Biru Berarti Kesedihan

kith
3 min readAug 12, 2023

Dalam sebuah diam, saya selalu bersua kepada angin untuk membawa terbang semua perasaan biru yang mendarat di hati. Saya sulit mengendalikan sang biru, ia terlalu kokoh, keras kepala, mengendap dan membentuk tempat tinggal di hati saya. Hingga saat ini, saya tidak tau obat untuk meredakan biru selain kehadirannya apa?

Saya sempat berbincang kecil bersama sang biru di suatu satu malam, ia akhirnya menjawab dengan segala kepasrahannya: katanya, saya terlalu berusaha keras dalam menahan rasa. Berminggu-minggu saya lalui untuk melepaskan rasa hanyalah sebuah angan-angan belaka, tidak ada satu pun rasa kasih sayang yang lepas dari hati saya untuknya. Karena saya merasa, cinta yang tak ia sebutkan cinta berkali-kali lipat membuat saya merasa dicintai, hingga saya tidak memiliki alasan yang lebih kuat untuk melepaskannya. Tetapi, karena saya terlalu berusaha keras dalam menahan rasa, sang biru terus berdatangan menancabkan luka.

Bagi saya, janji adalah hal yang sakral.
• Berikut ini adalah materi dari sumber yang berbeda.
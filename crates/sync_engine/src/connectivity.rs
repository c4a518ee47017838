//! Connectivity monitoring.
//!
//! A pure observer of the platform's online/offline signals. It tracks
//! how long the client has been offline and exposes a short grace window
//! after reconnecting so callers can show "back online" feedback. The
//! host is expected to forward platform signals into `set_online` /
//! `set_offline` and to drive `tick` roughly once per second while the
//! page is alive.
//!
//! The monitor itself has no side effects; the `BackOnline` change it
//! returns is the hook callers use to start a queue drain.

use crate::storage::current_timestamp_ms;
use serde::{Deserialize, Serialize};

/// Grace window after reconnecting during which `was_offline` stays true.
pub const DEFAULT_GRACE_WINDOW_MS: u64 = 5_000;

/// Interval at which the host should call `tick` while offline.
pub const TICK_INTERVAL_MS: u64 = 1_000;

/// Result of feeding a platform signal into the monitor.
#[derive(Clone, Copy, Debug, PartialEq, Eq)]
pub enum ConnectivityChange {
    /// The client just lost connectivity.
    WentOffline,
    /// The client just regained connectivity. Callers should trigger a
    /// queue drain on this transition.
    BackOnline {
        /// Final duration of the offline period.
        offline_for_ms: u64,
    },
    /// The signal matched the current state.
    Unchanged,
}

/// Observes online/offline transitions and measures offline duration.
#[derive(Clone, Debug)]
pub struct ConnectivityMonitor {
    /// Whether the client is currently offline.
    offline: bool,
    /// When the current offline period started (ms since epoch).
    offline_since: Option<u64>,
    /// Duration of the current or last offline period.
    offline_duration_ms: u64,
    /// When connectivity was last regained.
    reconnected_at: Option<u64>,
    /// Grace window for `was_offline`.
    grace_window_ms: u64,
}

impl ConnectivityMonitor {
    /// Create a monitor that assumes the client starts online.
    pub fn new() -> Self {
        Self {
            offline: false,
            offline_since: None,
            offline_duration_ms: 0,
            reconnected_at: None,
            grace_window_ms: DEFAULT_GRACE_WINDOW_MS,
        }
    }

    /// Check whether the client is currently offline.
    pub fn is_offline(&self) -> bool {
        self.offline
    }

    /// True for a short grace window after reconnecting.
    pub fn was_offline(&self) -> bool {
        self.was_offline_at(current_timestamp_ms())
    }

    /// Duration of the current offline period, or of the last one after
    /// reconnecting.
    pub fn offline_duration_ms(&self) -> u64 {
        self.offline_duration_ms
    }

    /// Record the platform's offline signal.
    pub fn set_offline(&mut self) -> ConnectivityChange {
        self.set_offline_at(current_timestamp_ms())
    }

    /// Record the platform's online signal.
    pub fn set_online(&mut self) -> ConnectivityChange {
        self.set_online_at(current_timestamp_ms())
    }

    /// Periodic update of the offline duration while offline.
    pub fn tick(&mut self) {
        self.tick_at(current_timestamp_ms());
    }

    fn set_offline_at(&mut self, now: u64) -> ConnectivityChange {
        if self.offline {
            return ConnectivityChange::Unchanged;
        }
        self.offline = true;
        self.offline_since = Some(now);
        self.offline_duration_ms = 0;
        tracing::debug!("connectivity lost");
        ConnectivityChange::WentOffline
    }

    fn set_online_at(&mut self, now: u64) -> ConnectivityChange {
        if !self.offline {
            return ConnectivityChange::Unchanged;
        }
        // Freeze the final duration before clearing the start marker.
        if let Some(since) = self.offline_since {
            self.offline_duration_ms = now.saturating_sub(since);
        }
        self.offline = false;
        self.offline_since = None;
        self.reconnected_at = Some(now);
        tracing::debug!(
            offline_for_ms = self.offline_duration_ms,
            "connectivity restored"
        );
        ConnectivityChange::BackOnline {
            offline_for_ms: self.offline_duration_ms,
        }
    }

    fn tick_at(&mut self, now: u64) {
        if let Some(since) = self.offline_since {
            self.offline_duration_ms = now.saturating_sub(since);
        }
    }

    fn was_offline_at(&self, now: u64) -> bool {
        self.reconnected_at
            .map(|at| now.saturating_sub(at) <= self.grace_window_ms)
            .unwrap_or(false)
    }

    /// Connectivity summary for UI display.
    pub fn info(&self) -> ConnectivityInfo {
        ConnectivityInfo {
            is_offline: self.offline,
            was_offline: self.was_offline(),
            offline_duration_ms: self.offline_duration_ms,
        }
    }
}

impl Default for ConnectivityMonitor {
    fn default() -> Self {
        Self::new()
    }
}

/// UI display information about connectivity.
#[derive(Clone, Copy, Debug, Serialize, Deserialize)]
pub struct ConnectivityInfo {
    pub is_offline: bool,
    pub was_offline: bool,
    pub offline_duration_ms: u64,
}
//! Error types for the synchronization engine.

use thiserror::Error;

/// Result type alias for engine operations.
pub type SyncResult<T> = Result<T, SyncError>;

/// Errors that can occur inside the synchronization engine.
///
/// Only user-actionable failures cross the engine boundary; infrastructure
/// failures such as a single cache write are absorbed at the component
/// that observed them and reported through boolean returns.
#[derive(Error, Debug, Clone, PartialEq, Eq)]
pub enum SyncError {
    /// A network call failed and will be retried or backed off.
    #[error("Transient network failure: {0}")]
    Transient(String),

    /// A local storage read or write failed.
    #[error("Local persistence failure: {0}")]
    Persistence(String),

    /// The server rejected the request; retrying cannot help.
    #[error("Server rejected the request with status {status}")]
    Rejected { status: u16 },

    /// Serialization or deserialization error.
    #[error("Serialization error: {0}")]
    Serialization(String),

    /// An operation targeted a task that is not in the canonical collection.
    #[error("Unknown task: {0}")]
    UnknownTask(String),
}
Saya terpatung beberapa saat setelah menerima hadiah ulang tahun berupa baju berwarna merah muda yang semakin akrab di mata setelah saya mengenal Kalisa. Gadis manis yang saya kenal tersebut menepati omongannya, dan saya senantiasa menepati omongan saya dengan mengenakannya bersama bayang-bayang kerinduan yang mengambang di udara. Saya merasa sedang didekap oleh kehadirannya, dipeluk oleh sentuhan wangi cherry, rose, vanilla, dan bergamot yang begitu bersahabat dengan penciuman. Saya.. seperti sedang berada di pelukannya lagi.

Walaupun begitu, ada satu janji yang saya ingkari secara tidak sengaja. Bahwa saya pergi menyaksikan penampilan penyanyi kecintaannya bersama dengan wanita lain. Bagi Kalisa, mendengarkan alunan soulful dari lagu-lagu Bruno Major adalah mimpinya, menjadi manusia pertama yang mendengarkan album baru beliau adalah sebuah tujuan, dan menjelaskan makna-makna penuh arti dari setiap lirik yang ia resapi adalah keharusan. Maka, malam ini, saya menjadi lelaki terbodoh dengan penuh penyesalan yang menggerogoti pikiran.

Setelah melajukan mobil dari Jakarta menuju Bandung, tempat yang menjadi tujuan saya pada tengah malam adalah rumah Kalisa di Cipaganti. Saya duduk termenung di dalam mobil dengan satu batang rokok yang habis dihisapi hingga melambung ke paru-paru. Kepala saya bertengkar hebat dengan sang langit malam: dingin, gelap gulita, dan hening.

Mengapa rasanya saya telah mengkhianati hati kecil di dalam sana? Mengapa rasanya semua biru dalam diri saya terbang ke hatinya?

Saya ingin merasakan perasaan Kalisa di dalam sana, saya ingin menyerap kembali birunya hingga tak ada lagi rasa sedih yang tersisa. Saya ingin menatap matanya dan membuktikan bahwa tidak ada janji yang teringkar, tidak ada rasa yang berubah, dan tidak perlu ada biru yang mengganggu malamnya.

“Kal udah tidur, Kes.”

Saya mengangguk paham pada Karina, memahami kondisi waktu yang terlampau lambat. “Iya. Cuma pengen tau keadaannya gimana?”

Karina terkekeh. “Enggak berhenti nangis.”

Saya diam sejenak. “Nitip, Rin.”

Karina mengangguk. Niat saya untuk kembali merenung di dalam mobil terhenti setelah Karina mengatakan, “Kal udah gak ada apa-apa sama Kang Malik.”

“Hah?”

“Mereka gak pernah balikan.”

Malam itu saya tau, menahan rasa yang sudah tertanam dengan baik untuknya adalah keahlian saya. Sehingga, biru dalam diri saya menjadi tanggungjawab saya seutuhnya. Biru adalah salah satu resiko yang siap saya terima untuk tetap mencintainya.